WHAT YOU ARE ASKED TO DO »
Among the lines of the records, count those containing the word "Some", then give the number alone.

┄┄┄┄┄┄┄┄┄┄┄┄┄┄┄┄┄┄┄┄

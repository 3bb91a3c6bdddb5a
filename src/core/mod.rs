/*!
 * Core Module
 * Fundamental kernel types, configuration and error handling
 */

pub mod clock;
pub mod config;
pub mod errors;
pub mod guard;
pub mod limits;
pub mod serde;
pub mod types;

// Re-export for convenience
pub use clock::{Clock, ManualClock, MonotonicClock};
pub use config::SchedulerConfig;
pub use errors::*;
pub use guard::SwitchGuard;
pub use types::*;
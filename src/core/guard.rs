/*!
 * Switch Guard
 *
 * Non-blocking RAII guard marking a scheduling decision as in flight.
 * Acquisition never waits: a second tick observing the flag is dropped
 * instead of interleaving with the running decision.
 */

use std::sync::atomic::{AtomicBool, Ordering};

/// Held for the duration of one scheduling decision
#[must_use = "the switch is released as soon as the guard is dropped"]
pub struct SwitchGuard<'a> {
    flag: &'a AtomicBool,
}

impl<'a> SwitchGuard<'a> {
    /// Try to mark a switch as in progress, `None` if one already is
    #[inline]
    pub fn try_acquire(flag: &'a AtomicBool) -> Option<Self> {
        flag.compare_exchange(false, true, Ordering::Acquire, Ordering::Relaxed)
            .ok()
            .map(|_| Self { flag })
    }

    #[inline]
    pub fn is_held(flag: &AtomicBool) -> bool {
        flag.load(Ordering::Acquire)
    }
}

impl Drop for SwitchGuard<'_> {
    fn drop(&mut self) {
        self.flag.store(false, Ordering::Release);
    }
}
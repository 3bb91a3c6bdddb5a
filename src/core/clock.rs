/*!
 * Time Sources
 * Injected clocks so scheduling decisions stay deterministic under test
 */

use crate::core::types::Timestamp;
use std::sync::atomic::{AtomicU64, Ordering};
use std::time::{Duration, Instant};

/// Monotonic time source consulted by every scheduling decision
pub trait Clock: Send + Sync {
    /// Microseconds since the clock epoch
    fn now(&self) -> Timestamp;
}

/// Wall-clock backed monotonic time, epoch at construction
#[derive(Debug, Clone, Copy)]
pub struct MonotonicClock {
    epoch: Instant,
}

impl MonotonicClock {
    pub fn new() -> Self {
        Self {
            epoch: Instant::now(),
        }
    }
}

impl Default for MonotonicClock {
    fn default() -> Self {
        Self::new()
    }
}

impl Clock for MonotonicClock {
    #[inline]
    fn now(&self) -> Timestamp {
        self.epoch.elapsed().as_micros() as Timestamp
    }
}

/// Manually advanced clock for replayable tests and simulations
#[derive(Debug, Default)]
pub struct ManualClock {
    micros: AtomicU64,
}

impl ManualClock {
    pub fn new() -> Self {
        Self::default()
    }

    pub fn starting_at(micros: Timestamp) -> Self {
        Self {
            micros: AtomicU64::new(micros),
        }
    }

    /// Move time forward
    pub fn advance(&self, by: Duration) {
        self.micros
            .fetch_add(by.as_micros() as u64, Ordering::SeqCst);
    }

    pub fn set(&self, micros: Timestamp) {
        self.micros.store(micros, Ordering::SeqCst);
    }
}

impl Clock for ManualClock {
    #[inline]
    fn now(&self) -> Timestamp {
        self.micros.load(Ordering::SeqCst)
    }
}
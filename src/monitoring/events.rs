/*!
 * Event Log
 *
 * Bounded error and warning history backed by ringbuf. Each buffer keeps the
 * most recent entries; pushing into a full buffer discards the oldest one.
 */

use crate::core::errors::{ErrorKind, SchedulerError};
use crate::core::limits::EVENT_LOG_CAPACITY;
use crate::core::types::{Pid, Timestamp};
use ringbuf::{traits::*, HeapRb};
use serde::{Deserialize, Serialize};
use std::fmt;

/// Event severity
#[derive(Debug, Clone, Copy, PartialEq, Eq, PartialOrd, Ord, Serialize, Deserialize)]
#[serde(rename_all = "snake_case")]
pub enum Severity {
    Warning,
    Error,
}

/// One recorded error or warning
#[derive(Debug, Clone, PartialEq, Eq, Serialize, Deserialize)]
pub struct Event {
    pub timestamp: Timestamp,
    pub severity: Severity,
    #[serde(skip_serializing_if = "Option::is_none")]
    pub pid: Option<Pid>,
    #[serde(skip_serializing_if = "Option::is_none")]
    pub kind: Option<ErrorKind>,
    pub message: String,
}

/// Error and warning ring buffers
pub struct EventLog {
    errors: HeapRb<Event>,
    warnings: HeapRb<Event>,
    total_errors: u64,
    total_warnings: u64,
}

impl EventLog {
    pub fn new() -> Self {
        Self::with_capacity(EVENT_LOG_CAPACITY)
    }

    /// Capacity per buffer, clamped to at least one entry
    pub fn with_capacity(capacity: usize) -> Self {
        let capacity = capacity.max(1);
        Self {
            errors: HeapRb::new(capacity),
            warnings: HeapRb::new(capacity),
            total_errors: 0,
            total_warnings: 0,
        }
    }

    pub fn record_error(&mut self, timestamp: Timestamp, error: &SchedulerError) {
        self.total_errors += 1;
        self.errors.push_overwrite(Event {
            timestamp,
            severity: Severity::Error,
            pid: error.pid(),
            kind: Some(error.kind()),
            message: error.to_string(),
        });
    }

    pub fn record_warning(
        &mut self,
        timestamp: Timestamp,
        pid: Option<Pid>,
        message: impl Into<String>,
    ) {
        self.total_warnings += 1;
        self.warnings.push_overwrite(Event {
            timestamp,
            severity: Severity::Warning,
            pid,
            kind: None,
            message: message.into(),
        });
    }

    /// Retained errors, oldest first
    pub fn errors(&self) -> Vec<Event> {
        self.errors.iter().cloned().collect()
    }

    /// Retained warnings, oldest first
    pub fn warnings(&self) -> Vec<Event> {
        self.warnings.iter().cloned().collect()
    }

    /// Errors ever recorded, including discarded ones
    pub fn total_errors(&self) -> u64 {
        self.total_errors
    }

    pub fn total_warnings(&self) -> u64 {
        self.total_warnings
    }
}

impl Default for EventLog {
    fn default() -> Self {
        Self::new()
    }
}

impl fmt::Debug for EventLog {
    fn fmt(&self, f: &mut fmt::Formatter<'_>) -> fmt::Result {
        f.debug_struct("EventLog")
            .field("errors", &self.errors.occupied_len())
            .field("warnings", &self.warnings.occupied_len())
            .field("total_errors", &self.total_errors)
            .field("total_warnings", &self.total_warnings)
            .finish()
    }
}
/*!
 * Error Types
 * Centralized error handling with thiserror, miette, and serde support
 */

use crate::core::types::Pid;
use crate::memory::MemoryError;
use crate::process::ProcessState;
use miette::Diagnostic;
use serde::{Deserialize, Serialize};
use thiserror::Error;

/// Closed set of failure kinds reported to the syscall/IPC layer
#[derive(Debug, Clone, Copy, PartialEq, Eq, Hash, Serialize, Deserialize)]
#[serde(rename_all = "snake_case")]
pub enum ErrorKind {
    NotInitialized,
    NotFound,
    InvalidState,
    ResourceExhausted,
    InvalidArgument,
}

impl ErrorKind {
    #[inline(always)]
    pub const fn as_str(&self) -> &'static str {
        match self {
            Self::NotInitialized => "not_initialized",
            Self::NotFound => "not_found",
            Self::InvalidState => "invalid_state",
            Self::ResourceExhausted => "resource_exhausted",
            Self::InvalidArgument => "invalid_argument",
        }
    }
}

/// Scheduling core errors with serialization support
#[derive(Error, Debug, Clone, Serialize, Deserialize, PartialEq, Eq, Diagnostic)]
#[serde(tag = "error_type", content = "details", rename_all = "snake_case")]
pub enum SchedulerError {
    #[error("Scheduler not initialized")]
    #[diagnostic(
        code(scheduler::not_initialized),
        help("Call initialize() or build the scheduler through SchedulerBuilder first.")
    )]
    NotInitialized,

    #[error("Process {0} not found")]
    #[diagnostic(
        code(process::not_found),
        help("The process may have been reaped or never existed. Check PID validity.")
    )]
    NotFound(Pid),

    #[error("Cannot {operation} process {pid} in state {state}")]
    #[diagnostic(
        code(process::invalid_state),
        help("Operation cannot be performed in the current process state.")
    )]
    InvalidState {
        pid: Pid,
        state: ProcessState,
        operation: String,
    },

    #[error("Resource exhausted: {0}")]
    #[diagnostic(
        code(memory::resource_exhausted),
        help("The memory collaborator refused the allocation. Terminate unused processes.")
    )]
    ResourceExhausted(String),

    #[error("Invalid argument: {0}")]
    #[diagnostic(
        code(scheduler::invalid_argument),
        help("Priorities range from 0 (idle) to 4 (realtime).")
    )]
    InvalidArgument(String),
}

impl SchedulerError {
    pub fn invalid_state(pid: Pid, state: ProcessState, operation: impl Into<String>) -> Self {
        Self::InvalidState {
            pid,
            state,
            operation: operation.into(),
        }
    }

    /// Failure kind for translation into user-visible codes
    #[inline]
    pub const fn kind(&self) -> ErrorKind {
        match self {
            Self::NotInitialized => ErrorKind::NotInitialized,
            Self::NotFound(_) => ErrorKind::NotFound,
            Self::InvalidState { .. } => ErrorKind::InvalidState,
            Self::ResourceExhausted(_) => ErrorKind::ResourceExhausted,
            Self::InvalidArgument(_) => ErrorKind::InvalidArgument,
        }
    }

    /// Pid the error refers to, when there is one
    pub const fn pid(&self) -> Option<Pid> {
        match self {
            Self::NotFound(pid) | Self::InvalidState { pid, .. } => Some(*pid),
            _ => None,
        }
    }
}

// Allow conversion from MemoryError to SchedulerError
impl From<MemoryError> for SchedulerError {
    fn from(err: MemoryError) -> Self {
        SchedulerError::ResourceExhausted(err.to_string())
    }
}

/// Result type for scheduling core operations
///
/// # Must Use
/// Lifecycle operations can fail and must be handled to prevent resource leaks
pub type SchedulerResult<T> = Result<T, SchedulerError>;

/// Serializable error representation for API responses
#[derive(Debug, Clone, Serialize, Deserialize, PartialEq, Eq)]
#[serde(rename_all = "snake_case")]
pub struct SerializableError {
    pub error_type: String,
    pub message: String,
    #[serde(skip_serializing_if = "Option::is_none")]
    pub pid: Option<Pid>,
}

impl SerializableError {
    pub fn new(error_type: impl Into<String>, message: impl Into<String>) -> Self {
        Self {
            error_type: error_type.into(),
            message: message.into(),
            pid: None,
        }
    }
}

impl From<SchedulerError> for SerializableError {
    fn from(err: SchedulerError) -> Self {
        Self {
            error_type: err.kind().as_str().to_string(),
            message: err.to_string(),
            pid: err.pid(),
        }
    }
}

┄┄┄┄┄┄┄┄┄┄┄┄┄┄┄┄┄┄┄┄

TASK RESPONSE »
2